Differences between fixed and adjustable rate loans
A fixed-rate loan features the same payment amount for the entire duration of the mortgage. Your property taxes may go up (or rarely, down), and your insurance rates might vary as well. But generally payment amounts on your fixed-rate mortgage will increase very little.
Your first few years of payments on a fixed-rate loan are applied mostly to pay interest. That gradually reverses as the loan ages.
You might choose a fixed-rate loan to lock in a low interest rate. Borrowers select these types of loans because interest rates are low and they wish to lock in the lower rate. If you have an Adjustable Rate Mortgage (ARM) now, refinancing with a fixed-rate loan can offer greater monthly payment stability. If you have an Adjustable Rate Mortgage (ARM) now, we can assist you in locking a fixed-rate at a good rate. Call 1st Credential Mortgage Inc at (281) 778-0805 for details.

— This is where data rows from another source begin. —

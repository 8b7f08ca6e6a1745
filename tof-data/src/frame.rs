#[cfg(feature = "serde")]
use serde::{Deserialize, Serialize};

/// One complete set of per-zone distance readings.
///
/// Zones are ordered row-major, top row first, exactly as the sensor emits
/// them. A frame only exists once it has been validated, so `distances`
/// always holds one entry per zone.
#[derive(Clone, Debug, PartialEq, PartialOrd)]
#[cfg_attr(feature = "serde", derive(Serialize, Deserialize))]
pub struct DistanceFrame {
    /// Distance to an object for each zone, in raw sensor units (mm).
    pub distances: Vec<f64>,
}

impl DistanceFrame {
    pub fn new(distances: Vec<f64>) -> DistanceFrame {
        DistanceFrame { distances }
    }

    pub fn len(&self) -> usize {
        self.distances.len()
    }

    pub fn is_empty(&self) -> bool {
        self.distances.is_empty()
    }
}
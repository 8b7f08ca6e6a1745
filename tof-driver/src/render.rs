use crate::channel::LatestFrameReceiver;
use crate::projector::Projector;
use crossbeam_channel::{select, tick, Receiver};
use std::time::Duration;
use tof_data::{DistanceFrame, ProjectedFrame};

/// Consumer of projected frames, called once per render tick.
pub trait RenderSink {
    fn render(&mut self, frame: &ProjectedFrame, has_new_data: bool);
}

impl<F> RenderSink for F
where
    F: FnMut(&ProjectedFrame, bool),
{
    fn render(&mut self, frame: &ProjectedFrame, has_new_data: bool) {
        self(frame, has_new_data)
    }
}

/// Axis limits of the display volume, in the same units as the distances.
#[derive(Clone, Copy, Debug, PartialEq)]
pub struct ViewBounds {
    pub horizontal: (f64, f64),
    pub depth: (f64, f64),
    pub vertical: (f64, f64),
}

impl ViewBounds {
    pub fn from_max_distance(max_distance: f64) -> ViewBounds {
        let half = max_distance / 2.;
        ViewBounds {
            horizontal: (-half, half),
            depth: (0., max_distance),
            vertical: (-half, half),
        }
    }
}

/// Drives `projector` on a fixed cadence until `terminator_rx` fires or disconnects.
///
/// A tick never waits for data. Without a new frame the sink receives the
/// last known state again, with `has_new_data` unset.
pub fn render_loop<S: RenderSink>(
    projector: &mut Projector,
    frame_rx: &LatestFrameReceiver<DistanceFrame>,
    sink: &mut S,
    interval: Duration,
    terminator_rx: &Receiver<bool>,
) {
    let ticker = tick(interval);
    loop {
        select! {
            recv(ticker) -> _ => {
                let (frame, has_new_data) = projector.tick(frame_rx);
                sink.render(&frame, has_new_data);
            }
            recv(terminator_rx) -> _ => return,
        }
    }
}
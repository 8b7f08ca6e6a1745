#[cfg(feature = "serde")]
use serde::{Deserialize, Serialize};

/// Cartesian triple.
#[derive(Clone, Copy, Debug, Default, PartialEq, PartialOrd)]
#[cfg_attr(feature = "serde", derive(Serialize, Deserialize))]
pub struct Vec3 {
    pub x: f64,
    pub y: f64,
    pub z: f64,
}

impl Vec3 {
    pub const ZERO: Vec3 = Vec3 {
        x: 0.,
        y: 0.,
        z: 0.,
    };

    pub fn new(x: f64, y: f64, z: f64) -> Vec3 {
        Vec3 { x, y, z }
    }

    pub fn norm(&self) -> f64 {
        (self.x * self.x + self.y * self.y + self.z * self.z).sqrt()
    }

    pub fn scale(&self, factor: f64) -> Vec3 {
        Vec3::new(self.x * factor, self.y * factor, self.z * factor)
    }
}

/// Segment drawn for a single zone, from the sensor origin to the measured point.
#[derive(Clone, Debug, PartialEq, PartialOrd)]
#[cfg_attr(feature = "serde", derive(Serialize, Deserialize))]
pub struct ZoneSegment {
    /// Always the sensor origin.
    pub origin: Vec3,
    /// Measured point in display coordinates.
    pub endpoint: Vec3,
    /// Distance normalized by the configured max distance, in [0, 1].
    pub color_scalar: f64,
}

impl ZoneSegment {
    pub fn idle() -> ZoneSegment {
        ZoneSegment {
            origin: Vec3::ZERO,
            endpoint: Vec3::ZERO,
            color_scalar: 0.,
        }
    }
}

/// Struct to hold the projected vector cloud of one frame.
#[derive(Clone, Debug, PartialEq, PartialOrd)]
#[cfg_attr(feature = "serde", derive(Serialize, Deserialize))]
pub struct ProjectedFrame {
    /// One segment per zone, index-aligned with the distance frame.
    pub segments: Vec<ZoneSegment>,
}

impl ProjectedFrame {
    /// Frame shown before any data arrives: every segment collapsed onto the origin.
    pub fn idle(n_zones: usize) -> ProjectedFrame {
        ProjectedFrame {
            segments: vec![ZoneSegment::idle(); n_zones],
        }
    }

    pub fn len(&self) -> usize {
        self.segments.len()
    }

    pub fn is_empty(&self) -> bool {
        self.segments.is_empty()
    }
}
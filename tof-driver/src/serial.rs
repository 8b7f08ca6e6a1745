use crate::constants::{MAX_LINE_LENGTH, SERIAL_READ_TIMEOUT_MS};
use crate::error::TofError;
use serialport::SerialPort;
use std::io::{self, BufRead, Read};
use std::time::Duration;

pub(crate) fn open_port(port_name: &str, baud_rate: u32) -> Result<Box<dyn SerialPort>, TofError> {
    let port = serialport::new(port_name, baud_rate)
        .timeout(Duration::from_millis(SERIAL_READ_TIMEOUT_MS))
        .open()?;
    Ok(port)
}

/// Errors after which the transport is still usable.
fn is_transient(err: &io::Error) -> bool {
    matches!(
        err.kind(),
        io::ErrorKind::TimedOut | io::ErrorKind::WouldBlock | io::ErrorKind::Interrupted
    )
}

/// Reads towards the next newline, accumulating into `buffer`.
///
/// Returns the complete raw line once its newline arrived, or `None` when the
/// read timed out first or `buffer` grew past `MAX_LINE_LENGTH` without a
/// newline. Each call reads at most one byte beyond that limit, so the caller
/// regains control even on a port that never pauses. Bytes of a partial line
/// stay in `buffer` for the next call. A trailing unterminated line is handed
/// out at end of stream, after which `TofError::Disconnected` is returned.
pub(crate) fn read_line<R: BufRead>(
    reader: &mut R,
    buffer: &mut Vec<u8>,
) -> Result<Option<Vec<u8>>, TofError> {
    // at least one byte, so Ok(0) below always means end of stream
    let limit = (MAX_LINE_LENGTH + 1).saturating_sub(buffer.len()).max(1);
    match Read::take(&mut *reader, limit as u64).read_until(b'\n', buffer) {
        Ok(0) if buffer.is_empty() => Err(TofError::Disconnected),
        Ok(0) => Ok(Some(std::mem::take(buffer))),
        Ok(_) if buffer.ends_with(b"\n") => Ok(Some(std::mem::take(buffer))),
        Ok(_) => Ok(None),
        Err(e) if is_transient(&e) => Ok(None),
        Err(e) => Err(TofError::IoError(e)),
    }
}
use crate::config::{validate_geometry, SensorConfig};
use crate::error::TofError;
use crate::numeric::{degree_to_radian, linspace};
use tof_data::Vec3;

/// Per-zone unit direction vectors in sensor coordinates.
///
/// Sensor coordinates follow a pinhole camera: `x` to the right, `y` up and
/// `z` forward along the optical axis. Vectors are ordered row-major with the
/// top row first, the same order the sensor reports its zones in.
#[derive(Clone, Debug, PartialEq)]
pub struct DirectionTable {
    fov_degrees: f64,
    grid_size: usize,
    directions: Vec<Vec3>,
}

impl DirectionTable {
    /// Builds the table for a sensor with full field of view `fov_degrees`
    /// and `grid_size * grid_size` zones.
    ///
    /// Each zone is placed on a normalized image plane spanning [-1, 1] on
    /// both axes. Scaling by the half-angle tangent gives the lateral spread
    /// at unit depth, and `(tan_x, tan_y, 1)` is normalized to unit length.
    pub fn new(fov_degrees: f64, grid_size: usize) -> Result<DirectionTable, TofError> {
        validate_geometry(fov_degrees, grid_size)?;

        let half_tan = f64::tan(degree_to_radian(fov_degrees) / 2.);
        let u = linspace(-1., 1., grid_size);
        // top to bottom
        let v = linspace(1., -1., grid_size);

        let directions = v
            .iter()
            .flat_map(|v| u.iter().map(move |u| (*u, *v)))
            .map(|(u, v)| {
                let tan_x = u * half_tan;
                let tan_y = v * half_tan;
                let norm = f64::sqrt(tan_x * tan_x + tan_y * tan_y + 1.);
                Vec3::new(tan_x / norm, tan_y / norm, 1. / norm)
            })
            .collect();

        Ok(DirectionTable {
            fov_degrees,
            grid_size,
            directions,
        })
    }

    pub fn from_config(config: &SensorConfig) -> Result<DirectionTable, TofError> {
        DirectionTable::new(config.fov_degrees, config.grid_size)
    }

    pub fn fov_degrees(&self) -> f64 {
        self.fov_degrees
    }

    pub fn grid_size(&self) -> usize {
        self.grid_size
    }

    pub fn len(&self) -> usize {
        self.directions.len()
    }

    pub fn is_empty(&self) -> bool {
        self.directions.is_empty()
    }

    pub fn get(&self, zone: usize) -> Option<&Vec3> {
        self.directions.get(zone)
    }

    pub fn iter(&self) -> impl Iterator<Item = &Vec3> {
        self.directions.iter()
    }
}
use clap::Parser;
use crossbeam_channel::bounded;
use std::io::Write;
use std::time::Duration;
use tof_data::ProjectedFrame;
use tof_driver::colormap::turbo;
use tof_driver::{
    render_loop, run_driver, DirectionTable, Projector, RenderSink, SensorConfig, ViewBounds,
    RENDER_INTERVAL_MS,
};

#[derive(Parser, Debug)]
#[command(about = "Reads a multi-zone ToF sensor and shows the live vector cloud.")]
struct Args {
    /// The device path to a serial port
    port: String,
    #[arg(long, default_value_t = 115200)]
    baud_rate: u32,
    /// Full field of view in degrees
    #[arg(long, default_value_t = 65.)]
    fov: f64,
    /// Zones per side of the sensor grid
    #[arg(long, default_value_t = 8)]
    grid_size: usize,
    /// Distance shown at the far end of the color scale (mm)
    #[arg(long, default_value_t = 4000.)]
    max_distance: f64,
    #[arg(long, default_value_t = RENDER_INTERVAL_MS)]
    interval_ms: u64,
}

/// Draws the zone grid in the terminal, one colored cell per zone.
struct TerminalSink {
    grid_size: usize,
    bounds: ViewBounds,
    frames_drawn: usize,
}

impl RenderSink for TerminalSink {
    fn render(&mut self, frame: &ProjectedFrame, has_new_data: bool) {
        if !has_new_data {
            if self.frames_drawn == 0 {
                print!("\x1b[H\x1b[2JWaiting for data...\r");
                let _ = std::io::stdout().flush();
            }
            return;
        }

        let mut out = String::from("\x1b[H\x1b[2J");
        for row in frame.segments.chunks(self.grid_size) {
            for segment in row {
                let [r, g, b] = turbo(segment.color_scalar);
                let distance = segment.endpoint.norm();
                out.push_str(&format!("\x1b[48;2;{};{};{}m{:>6.0}\x1b[0m", r, g, b, distance));
            }
            out.push('\n');
        }
        let nearest = frame
            .segments
            .iter()
            .map(|s| s.endpoint.y)
            .filter(|depth| *depth > 0.)
            .fold(f64::INFINITY, f64::min);
        out.push_str(&format!(
            "nearest depth: {:.0} mm (view depth {:.0}..{:.0} mm)\n",
            nearest, self.bounds.depth.0, self.bounds.depth.1
        ));
        print!("{}", out);
        let _ = std::io::stdout().flush();
        self.frames_drawn += 1;
    }
}

fn main() {
    env_logger::Builder::from_env(env_logger::Env::default().default_filter_or("info")).init();
    let args = Args::parse();

    let config = SensorConfig {
        port_name: args.port,
        baud_rate: args.baud_rate,
        fov_degrees: args.fov,
        grid_size: args.grid_size,
        max_distance: args.max_distance,
    };

    let table = match DirectionTable::from_config(&config) {
        Ok(table) => table,
        Err(e) => {
            log::error!("{}", e);
            std::process::exit(1);
        }
    };
    let (driver_threads, frame_rx) = match run_driver(&config) {
        Ok(t) => t,
        Err(_) => std::process::exit(1),
    };

    let (terminator_tx, terminator_rx) = bounded(1);
    ctrlc::set_handler(move || {
        let _ = terminator_tx.try_send(true);
    })
    .expect("Unable to install the Ctrl-C handler");

    let mut projector = Projector::new(table, config.max_distance);
    let mut sink = TerminalSink {
        grid_size: config.grid_size,
        bounds: ViewBounds::from_max_distance(config.max_distance),
        frames_drawn: 0,
    };
    render_loop(
        &mut projector,
        &frame_rx,
        &mut sink,
        Duration::from_millis(args.interval_ms),
        &terminator_rx,
    );

    drop(driver_threads);
}
//! Sequential batch processing of stream jobs
//!
//! Jobs run one at a time in input order with a fixed pause between them. The
//! pause is the only protection against upstream rate limiting, so there is
//! deliberately no parallelism here.

use std::time::Duration;

use tracing::{info, warn};

use crate::app::models::JobDescriptor;
use crate::app::runner::StreamJobRunner;

pub mod summary;

pub use summary::{BatchSummary, FailedJob};

/// Runs every job of a batch exactly once
pub struct BatchOrchestrator<'a> {
    runner: &'a StreamJobRunner,
    delay: Duration,
}

impl<'a> BatchOrchestrator<'a> {
    /// Create an orchestrator pausing `delay` between jobs
    pub fn new(runner: &'a StreamJobRunner, delay: Duration) -> Self {
        Self { runner, delay }
    }

    /// Process all jobs and return the aggregated summary
    ///
    /// A failed job is recorded and the batch continues with the next one.
    pub async fn run(&self, jobs: &[JobDescriptor]) -> BatchSummary {
        let total = jobs.len();
        let mut summary = BatchSummary::new(total);
        info!("Processing {} streams", total);

        for (idx, job) in jobs.iter().enumerate() {
            let position = idx + 1;
            info!(
                "[{}/{}] Processing: {} ({})",
                position,
                total,
                job.name,
                job.location()
            );

            let outcome = self.runner.run(job).await;
            if outcome.success {
                info!("SUCCESS: {}", job.name);
            } else {
                warn!("FAILED: {} - {}", job.name, outcome.message);
            }
            summary.record(job, &outcome);

            if position < total && !self.delay.is_zero() {
                info!("Waiting {:?} before next request...", self.delay);
                tokio::time::sleep(self.delay).await;
            }
        }

        let summary = summary.finish();
        info!(
            "Batch finished: {} succeeded, {} failed",
            summary.success_count, summary.failure_count
        );
        summary
    }
}
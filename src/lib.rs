//! Manifest Fetcher Library
//!
//! Fetches HLS manifests referenced from stream embed pages, rewrites relative
//! segment references into absolute URLs and stores the result in a
//! `country/subdivision/folder` tree, one stream at a time.

pub mod app;
pub mod cli;
pub mod config;
pub mod constants;
pub mod errors;

// Re-export commonly used types for convenience
pub use errors::{AppError, Result};
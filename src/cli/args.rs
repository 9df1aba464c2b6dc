//! Command-line argument parsing for the manifest fetcher
//!
//! This module defines the CLI structure using clap derive macros.

use std::path::PathBuf;

use clap::{Args, Parser, Subcommand};

/// Manifest Fetcher - save embedded HLS stream manifests with absolute segment URLs
#[derive(Parser, Debug)]
#[command(
    name = "manifest_fetcher",
    version,
    about = "Fetch embedded HLS stream manifests and rewrite relative segment URLs",
    long_about = "Fetches the embed page of every configured stream, extracts the manifest URL,
downloads the manifest, rewrites relative segment references into absolute URLs and
saves it under country/subdivision/folder_name/. Streams are processed one at a time."
)]
pub struct Cli {
    /// Global options
    #[command(flatten)]
    pub global: GlobalArgs,

    /// Subcommands
    #[command(subcommand)]
    pub command: Commands,
}

/// Global arguments available to all subcommands
#[derive(Args, Debug)]
pub struct GlobalArgs {
    /// Enable verbose logging
    #[arg(short, long, global = true)]
    pub verbose: bool,

    /// Very verbose logging (debug level)
    #[arg(long, global = true)]
    pub very_verbose: bool,

    /// Quiet mode - suppress non-essential output
    #[arg(short, long, global = true)]
    pub quiet: bool,

    /// Configuration file path
    #[arg(long, global = true, value_name = "FILE")]
    pub config: Option<PathBuf>,
}

/// Available CLI commands
#[derive(Subcommand, Debug)]
pub enum Commands {
    /// Process every stream in the streams file
    Run(RunArgs),

    /// Load the streams file and list its jobs without fetching anything
    Check(CheckArgs),

    /// Write a default configuration file
    InitConfig(InitConfigArgs),
}

/// Arguments for the run command
#[derive(Args, Debug, Clone, Default)]
pub struct RunArgs {
    /// Streams file (JSON array of stream objects)
    #[arg(short, long, value_name = "FILE")]
    pub streams: Option<PathBuf>,

    /// Root directory of the output tree
    #[arg(short, long, value_name = "DIR")]
    pub output: Option<PathBuf>,

    /// Seconds to wait between streams
    #[arg(short, long, value_name = "SECS")]
    pub delay_secs: Option<u64>,

    /// Write the batch summary as JSON to this file
    #[arg(long, value_name = "FILE")]
    pub summary: Option<PathBuf>,
}

/// Arguments for the check command
#[derive(Args, Debug, Clone, Default)]
pub struct CheckArgs {
    /// Streams file (JSON array of stream objects)
    #[arg(short, long, value_name = "FILE")]
    pub streams: Option<PathBuf>,
}

/// Arguments for the init-config command
#[derive(Args, Debug, Clone, Default)]
pub struct InitConfigArgs {
    /// Where to write the file (defaults to the user config directory)
    #[arg(value_name = "FILE")]
    pub path: Option<PathBuf>,

    /// Overwrite an existing file
    #[arg(short, long)]
    pub force: bool,
}

impl Cli {
    /// Parse command line arguments
    pub fn parse_args() -> Self {
        Self::parse()
    }

    /// Get the logging level based on global arguments
    ///
    /// `None` leaves the level to the configuration file.
    pub fn log_level(&self) -> Option<tracing::Level> {
        if self.global.quiet {
            Some(tracing::Level::ERROR)
        } else if self.global.very_verbose {
            Some(tracing::Level::DEBUG)
        } else if self.global.verbose {
            Some(tracing::Level::INFO)
        } else {
            None
        }
    }
}
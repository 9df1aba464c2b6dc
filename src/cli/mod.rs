//! Command-line interface components
//!
//! This module contains CLI-specific code for the manifest fetcher, including
//! argument parsing and the command handlers that report to the operator.

pub mod args;
pub mod commands;

pub use args::{CheckArgs, Cli, Commands, GlobalArgs, InitConfigArgs, RunArgs};
pub use commands::{handle_check, handle_init_config, handle_run, print_summary};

There are many different types of Adjustable Rate Mortgages. ARMs usually adjust twice a year, based on various indexes.
Most programs have a "cap" that protects borrowers from sudden monthly payment increases. Some ARMs can't adjust more than two percent per year, regardless of the underlying interest rate. Your loan may have a "payment cap" that instead of capping the interest directly, caps the amount your monthly payment can go up in a given period. In addition, almost all ARM programs have a "lifetime cap" — this cap means that your interest rate can't ever go over the capped amount.
ARMs usually start out at a very low rate that usually increases as the loan ages. You may have heard about "3/1 ARMs" or "5/1 ARMs". In these loans, the introductory rate is fixed for three or five years. It then adjusts every year. These loans are fixed for 3 or 5 years, then they adjust after the initial period. Loans like this are often best for people who anticipate moving within three or five years. These types of adjustable rate programs benefit people who will move before the loan adjusts.
You might choose an ARM to get a lower introductory rate and count on moving, refinancing or simply absorbing the higher rate after the initial rate goes up. ARMs can be risky when property values go down and borrowers cannot sell or refinance.